Hazards that may require safety coveralls include: temperature extremes; adverse weather; chemical or metal splash; spray from pressure leaks or spray guns; impact or penetration; contaminated dust; excessive wear or entanglement of own clothing.
Options include conventional or disposable coveralls, boiler suits, specialist protective clothing, for example chainmail aprons and high visibility clothing. In industries where there is a risk of fire breaking out during normal operation, flame retardant clothing is often worn to reduce the risks associated with this hazard. Such clothing can be expensive to clean and replace. Sometimes, the person is protected by means of a cheaper, disposable coverall worn over the top. However, flame retardant (FR) coveralls can be heavy and uncomfortable, especially in warm environments.
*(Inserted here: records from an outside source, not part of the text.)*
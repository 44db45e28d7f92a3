//! In-memory ledger for tests and local runs.
//!
//! Mines logs on demand, answers view calls from canned return data and
//! accepts transactions like a node would: the pending nonce is read when a
//! submission starts and must still be free when it lands, so overlapping
//! submissions surface as `nonce too low` rejections. Failures can be
//! scripted per request kind.

use std::collections::{HashMap, VecDeque};
use std::time::Duration;

use alloy_primitives::{keccak256, Address, Bytes, Log as PrimitiveLog, LogData, TxHash};
use async_trait::async_trait;
use parking_lot::Mutex;
use tokio::time::Instant;

use crate::errors::ChainError;
use crate::ledger::{Ledger, LogQuery, ObservedLog, TransactionCall};

/// One call to [`Ledger::transact`], successful or not.
#[derive(Debug, Clone)]
pub struct TransactionAttempt {
    pub call: TransactionCall,
    pub started_at: Instant,
    pub finished_at: Instant,
    pub result: Result<SubmittedTransaction, String>,
}

#[derive(Debug, Clone, PartialEq, Eq)]
pub struct SubmittedTransaction {
    pub hash: TxHash,
    pub nonce: u64,
}

#[derive(Default)]
struct State {
    block_number: u64,
    logs: Vec<ObservedLog>,
    next_nonce: u64,
    attempts: Vec<TransactionAttempt>,
    in_flight: usize,
    max_in_flight: usize,
    call_results: HashMap<[u8; 4], Bytes>,
    calls: Vec<(Address, Bytes)>,
    transaction_failures: VecDeque<ChainError>,
    block_number_failures: VecDeque<ChainError>,
    log_failures: VecDeque<ChainError>,
    call_failures: VecDeque<ChainError>,
}

pub struct SimulatedLedger {
    account: Address,
    transaction_latency: Duration,
    state: Mutex<State>,
}

impl SimulatedLedger {
    pub fn new(account: Address) -> Self {
        Self {
            account,
            transaction_latency: Duration::ZERO,
            state: Mutex::new(State::default()),
        }
    }

    /// Time between reading the pending nonce and the transaction landing.
    pub fn with_transaction_latency(mut self, latency: Duration) -> Self {
        self.transaction_latency = latency;
        self
    }

    /// Mines a block holding `logs` in the given order. Returns its number.
    pub fn mine_block(&self, logs: Vec<(Address, LogData)>) -> u64 {
        let mut state = self.state.lock();
        state.block_number += 1;
        let block_number = state.block_number;

        for (log_index, (address, data)) in logs.into_iter().enumerate() {
            let transaction_hash = keccak256(
                [
                    block_number.to_be_bytes().as_slice(),
                    (log_index as u64).to_be_bytes().as_slice(),
                ]
                .concat(),
            );
            state.logs.push(ObservedLog {
                inner: PrimitiveLog { address, data },
                block_number,
                log_index: log_index as u64,
                transaction_hash,
            });
        }
        block_number
    }

    /// Mines a block with a single log.
    pub fn emit(&self, address: Address, data: LogData) -> u64 {
        self.mine_block(vec![(address, data)])
    }

    pub fn advance_blocks(&self, count: u64) -> u64 {
        let mut state = self.state.lock();
        state.block_number += count;
        state.block_number
    }

    /// Return data for view calls with the given selector.
    pub fn set_call_result(&self, selector: [u8; 4], output: impl Into<Bytes>) {
        self.state.lock().call_results.insert(selector, output.into());
    }

    pub fn fail_next_transactions(&self, count: usize, message: &str) {
        let mut state = self.state.lock();
        for _ in 0..count {
            state
                .transaction_failures
                .push_back(ChainError::Rpc(message.to_string()));
        }
    }

    pub fn fail_next_block_number_queries(&self, count: usize, message: &str) {
        let mut state = self.state.lock();
        for _ in 0..count {
            state
                .block_number_failures
                .push_back(ChainError::Rpc(message.to_string()));
        }
    }

    pub fn fail_next_log_queries(&self, count: usize, message: &str) {
        let mut state = self.state.lock();
        for _ in 0..count {
            state
                .log_failures
                .push_back(ChainError::Rpc(message.to_string()));
        }
    }

    pub fn fail_next_calls(&self, count: usize, message: &str) {
        let mut state = self.state.lock();
        for _ in 0..count {
            state
                .call_failures
                .push_back(ChainError::Rpc(message.to_string()));
        }
    }

    pub fn attempts(&self) -> Vec<TransactionAttempt> {
        self.state.lock().attempts.clone()
    }

    /// Transactions that landed, in nonce order.
    pub fn transactions(&self) -> Vec<(TransactionCall, SubmittedTransaction)> {
        self.state
            .lock()
            .attempts
            .iter()
            .filter_map(|attempt| {
                attempt
                    .result
                    .as_ref()
                    .ok()
                    .map(|tx| (attempt.call.clone(), tx.clone()))
            })
            .collect()
    }

    /// Highest number of submissions that held a pending nonce at once.
    pub fn max_concurrent_submissions(&self) -> usize {
        self.state.lock().max_in_flight
    }

    /// View calls received, in order.
    pub fn calls(&self) -> Vec<(Address, Bytes)> {
        self.state.lock().calls.clone()
    }

    fn finish_attempt(
        &self,
        call: TransactionCall,
        started_at: Instant,
        pending_nonce: u64,
    ) -> Result<TxHash, ChainError> {
        let mut state = self.state.lock();
        state.in_flight -= 1;

        let result = if pending_nonce == state.next_nonce {
            state.next_nonce += 1;
            let hash = keccak256(
                [
                    self.account.as_slice(),
                    pending_nonce.to_be_bytes().as_slice(),
                    call.input.as_ref(),
                ]
                .concat(),
            );
            Ok(SubmittedTransaction {
                hash,
                nonce: pending_nonce,
            })
        } else {
            Err(ChainError::Rpc(format!(
                "nonce too low: next nonce {}, tx nonce {}",
                state.next_nonce, pending_nonce
            )))
        };

        state.attempts.push(TransactionAttempt {
            call,
            started_at,
            finished_at: Instant::now(),
            result: result.clone().map_err(|e| e.to_string()),
        });
        result.map(|tx| tx.hash)
    }
}

#[async_trait]
impl Ledger for SimulatedLedger {
    fn account(&self) -> Address {
        self.account
    }

    async fn block_number(&self) -> Result<u64, ChainError> {
        let mut state = self.state.lock();
        match state.block_number_failures.pop_front() {
            Some(e) => Err(e),
            None => Ok(state.block_number),
        }
    }

    async fn logs(&self, query: &LogQuery) -> Result<Vec<ObservedLog>, ChainError> {
        let mut state = self.state.lock();
        if let Some(e) = state.log_failures.pop_front() {
            return Err(e);
        }

        Ok(state
            .logs
            .iter()
            .filter(|log| {
                log.inner.address == query.address
                    && log.inner.data.topics().first() == Some(&query.event_signature)
                    && (query.from_block..=query.to_block).contains(&log.block_number)
            })
            .cloned()
            .collect())
    }

    async fn call(&self, to: Address, input: Bytes) -> Result<Bytes, ChainError> {
        let mut state = self.state.lock();
        state.calls.push((to, input.clone()));
        if let Some(e) = state.call_failures.pop_front() {
            return Err(e);
        }

        let selector: [u8; 4] = input
            .get(..4)
            .and_then(|s| s.try_into().ok())
            .ok_or_else(|| ChainError::Rpc("execution reverted: missing selector".to_string()))?;
        state
            .call_results
            .get(&selector)
            .cloned()
            .ok_or_else(|| ChainError::Rpc("execution reverted".to_string()))
    }

    async fn transact(&self, call: TransactionCall) -> Result<TxHash, ChainError> {
        let started_at = Instant::now();
        let pending_nonce = {
            let mut state = self.state.lock();
            if let Some(e) = state.transaction_failures.pop_front() {
                state.attempts.push(TransactionAttempt {
                    call,
                    started_at,
                    finished_at: started_at,
                    result: Err(e.to_string()),
                });
                return Err(e);
            }
            state.in_flight += 1;
            state.max_in_flight = state.max_in_flight.max(state.in_flight);
            state.next_nonce
        };

        if !self.transaction_latency.is_zero() {
            tokio::time::sleep(self.transaction_latency).await;
        }

        self.finish_attempt(call, started_at, pending_nonce)
    }
}
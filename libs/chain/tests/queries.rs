use std::sync::Arc;
use std::time::Duration;

use alloy_primitives::{address, Address, Bytes, B256, U256};
use alloy_sol_types::SolCall;
use keep_chain::simulated::SimulatedLedger;
use keep_chain::{ChainError, ChainHandle, EthereumChain};
use keep_common::interfaces::bonded_ecdsa_keep::IBondedECDSAKeep;
use keep_common::interfaces::bonded_ecdsa_keep_factory::IBondedECDSAKeepFactory;

const OPERATOR: Address = address!("0x1000000000000000000000000000000000000001");
const FACTORY: Address = address!("0x2000000000000000000000000000000000000002");
const KEEP: Address = address!("0x3000000000000000000000000000000000000003");
const APPLICATION: Address = address!("0x4000000000000000000000000000000000000004");

fn setup() -> (Arc<SimulatedLedger>, EthereumChain) {
    let ledger = Arc::new(SimulatedLedger::new(OPERATOR));
    let chain = EthereumChain::new(ledger.clone(), FACTORY, Duration::from_secs(1)).unwrap();
    (ledger, chain)
}

#[tokio::test]
async fn test_keep_queries_decode_contract_returns() {
    let (ledger, chain) = setup();
    let members = vec![OPERATOR, address!("0x5000000000000000000000000000000000000005")];
    let digest = B256::repeat_byte(0x42);
    let public_key = Bytes::from(vec![0x0c; 64]);

    ledger.set_call_result(
        IBondedECDSAKeep::isActiveCall::SELECTOR,
        IBondedECDSAKeep::isActiveCall::abi_encode_returns(&true),
    );
    ledger.set_call_result(
        IBondedECDSAKeep::getMembersCall::SELECTOR,
        IBondedECDSAKeep::getMembersCall::abi_encode_returns(&members),
    );
    ledger.set_call_result(
        IBondedECDSAKeep::digestCall::SELECTOR,
        IBondedECDSAKeep::digestCall::abi_encode_returns(&digest),
    );
    ledger.set_call_result(
        IBondedECDSAKeep::getPublicKeyCall::SELECTOR,
        IBondedECDSAKeep::getPublicKeyCall::abi_encode_returns(&public_key),
    );
    ledger.set_call_result(
        IBondedECDSAKeep::hasKeyGenerationTimedOutCall::SELECTOR,
        IBondedECDSAKeep::hasKeyGenerationTimedOutCall::abi_encode_returns(&false),
    );
    ledger.set_call_result(
        IBondedECDSAKeep::isAwaitingSignatureCall::SELECTOR,
        IBondedECDSAKeep::isAwaitingSignatureCall::abi_encode_returns(&true),
    );

    assert!(chain.is_active(KEEP).await.unwrap());
    assert_eq!(chain.get_members(KEEP).await.unwrap(), members);
    assert_eq!(chain.latest_digest(KEEP).await.unwrap(), digest);
    assert_eq!(chain.get_public_key(KEEP).await.unwrap(), public_key);
    assert!(!chain.has_key_generation_timed_out(KEEP).await.unwrap());
    assert!(chain.is_awaiting_signature(KEEP, digest).await.unwrap());

    let calls = ledger.calls();
    assert!(calls.iter().all(|(to, _)| *to == KEEP));
    let (_, input) = calls.last().unwrap();
    let awaiting = IBondedECDSAKeep::isAwaitingSignatureCall::abi_decode(input).unwrap();
    assert_eq!(awaiting.digest, digest);
}

#[tokio::test]
async fn test_factory_queries_are_sent_for_operator() {
    let (ledger, chain) = setup();
    let registered = IBondedECDSAKeepFactory::isOperatorRegisteredCall::abi_encode_returns(&true);
    ledger.set_call_result(
        IBondedECDSAKeepFactory::isOperatorRegisteredCall::SELECTOR,
        registered,
    );
    ledger.set_call_result(
        IBondedECDSAKeepFactory::isOperatorEligibleCall::SELECTOR,
        IBondedECDSAKeepFactory::isOperatorEligibleCall::abi_encode_returns(&false),
    );
    ledger.set_call_result(
        IBondedECDSAKeepFactory::isOperatorUpToDateCall::SELECTOR,
        IBondedECDSAKeepFactory::isOperatorUpToDateCall::abi_encode_returns(&true),
    );

    assert!(chain.is_registered_for_application(APPLICATION).await.unwrap());
    assert!(!chain.is_eligible_for_application(APPLICATION).await.unwrap());
    assert!(chain
        .is_status_up_to_date_for_application(APPLICATION)
        .await
        .unwrap());

    let (to, input) = ledger.calls().remove(0);
    assert_eq!(to, FACTORY);
    let decoded = IBondedECDSAKeepFactory::isOperatorRegisteredCall::abi_decode(&input).unwrap();
    assert_eq!(decoded.operator, OPERATOR);
    assert_eq!(decoded.application, APPLICATION);
}

#[tokio::test]
async fn test_stake_and_keep_enumeration() {
    let (ledger, chain) = setup();
    ledger.set_call_result(
        IBondedECDSAKeepFactory::hasMinimumStakeCall::SELECTOR,
        IBondedECDSAKeepFactory::hasMinimumStakeCall::abi_encode_returns(&true),
    );
    ledger.set_call_result(
        IBondedECDSAKeepFactory::balanceOfCall::SELECTOR,
        IBondedECDSAKeepFactory::balanceOfCall::abi_encode_returns(&U256::from(1_000u64)),
    );
    ledger.set_call_result(
        IBondedECDSAKeepFactory::getKeepCountCall::SELECTOR,
        IBondedECDSAKeepFactory::getKeepCountCall::abi_encode_returns(&U256::from(3u64)),
    );
    ledger.set_call_result(
        IBondedECDSAKeepFactory::getKeepAtIndexCall::SELECTOR,
        IBondedECDSAKeepFactory::getKeepAtIndexCall::abi_encode_returns(&KEEP),
    );

    assert!(chain.has_minimum_stake(OPERATOR).await.unwrap());
    assert_eq!(chain.balance_of(OPERATOR).await.unwrap(), U256::from(1_000u64));
    assert_eq!(chain.get_keep_count().await.unwrap(), U256::from(3u64));
    assert_eq!(chain.get_keep_at_index(U256::from(2u64)).await.unwrap(), KEEP);
}

#[tokio::test]
async fn test_query_failure_carries_call_context_and_is_not_retried() {
    let (ledger, chain) = setup();
    ledger.fail_next_calls(1, "service unavailable");

    let err = chain.is_active(KEEP).await.unwrap_err();

    assert_eq!(
        err.to_string(),
        "isActive failed: [RPC error: service unavailable]"
    );
    assert_eq!(ledger.calls().len(), 1);
}

#[tokio::test]
async fn test_undecodable_return_is_a_binding_error() {
    let (ledger, chain) = setup();
    ledger.set_call_result(
        IBondedECDSAKeep::getMembersCall::SELECTOR,
        Bytes::from(vec![0x01, 0x02, 0x03]),
    );

    let err = chain.get_members(KEEP).await.unwrap_err();
    assert!(matches!(err, ChainError::Call { call: "getMembers", .. }));
    assert!(matches!(err.root(), ChainError::Binding(_)));
}

#[tokio::test]
async fn test_block_number_and_address() {
    let (ledger, chain) = setup();
    ledger.advance_blocks(7);

    assert_eq!(chain.address(), OPERATOR);
    assert_eq!(chain.block_number().await.unwrap(), 7);
}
For those who work in welding professions, arch flash over-trousers, vests and jackets are an essential part of work gear. The fabric on these clothing items is very thick and durable, flame resistant and essential to prevent serious burns. Along with the overalls, trousers and jackets an arch flash hood, balaclava or helmet is also an essential component. The advantage of the hoods and balaclavas over the helmets is they provide a longer neck covering that fully protects the welder from burns. Some of these hoods have the option to have a built in air system, important for specific types of welding and for work in confined areas.
It is sometimes difficult to understand exactly what level of protection is best for employees without understanding the risks.
• Does the use of a disposable FR coverall impair the effectiveness of an FR coverall worn underneath?
• Does the use of an FR disposable coverall provide effective protection from flame spread with a non-FR coverall beneath?
• Is the effectiveness of an FR coverall impaired when a disposable non-FR coverall is used over the top?
• Could a disposable FR coverall be used without any form of additional protection, thereby limiting the potential for heat stress?
The only single-layer sample to pass the criteria for limited flame spread listed in BS EN 531:1995 was the Proban-treated flame retardant coverall. Therefore, none of the other coveralls should be worn singly in areas where there is a risk of fire. Reduction of heat stress potential by moving from the use of conventional, reusable coveralls to disposables does not seem to be practicable.
Using a disposable flame retardant garment to protect and prevent soiling of a reusable FR coverall appears practicable and safe in terms of limiting flame spread. However, this configuration may significantly increase the potential for wearers to suffer thermal stress.
Dual layers of coveralls (disposable worn over non-disposable) should not be worn in areas where flame retardant clothing is required unless both coveralls are flame retardant.